======== Recorded data
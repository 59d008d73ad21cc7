//! Shared numeric constants for the canvas crate.

use std::f64::consts::PI;

// ── Viewport ────────────────────────────────────────────────────

/// Initial pixels per stage unit.
pub const DEFAULT_SCALE: f64 = 100.0;

/// Zoom never goes below one pixel per stage unit.
pub const MIN_SCALE: f64 = 1.0;

/// Multiplier applied to raw wheel deltas before zooming or rotating.
pub const WHEEL_SPEED: f64 = 0.05;

/// Radians of rotation per unit of scaled wheel delta.
pub const ROTATE_STEP: f64 = PI * 0.02;

// ── Outline colours ─────────────────────────────────────────────

/// Outline for locally selected entities.
pub const SELECT_COLOR: &str = "#3498db";

/// Outline for entities driven by any controller.
pub const CONTROLLED_COLOR: &str = "#e74c3c";

/// Label text colour.
pub const LABEL_COLOR: &str = "black";

// ── Shapes (fractions of screen size) ───────────────────────────

/// Distance from centre to the actor heading arrow tip.
pub const ACTOR_ARROW_LENGTH: f64 = 0.8;

/// Half-angle of the arrow base on the actor circle, in radians.
pub const ACTOR_ARROW_ARC: f64 = 0.55;

/// Outline width in pixels for the actor ring.
pub const ACTOR_OUTLINE_PX: f64 = 2.5;

/// Outline width in pixels for furniture shapes.
pub const FURNITURE_OUTLINE_PX: f64 = 2.0;

/// Chair back rest width as a fraction of the seat width.
pub const CHAIR_BACK_RATIO: f64 = 0.1;

/// Label font size as a fraction of screen size.
pub const LABEL_FONT_SCALE: f64 = 0.4;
================
Please find each line in the records above that holds the word "entities", and copy it.

/// Outline for locally selected entities.
/// Outline for entities driven by any controller.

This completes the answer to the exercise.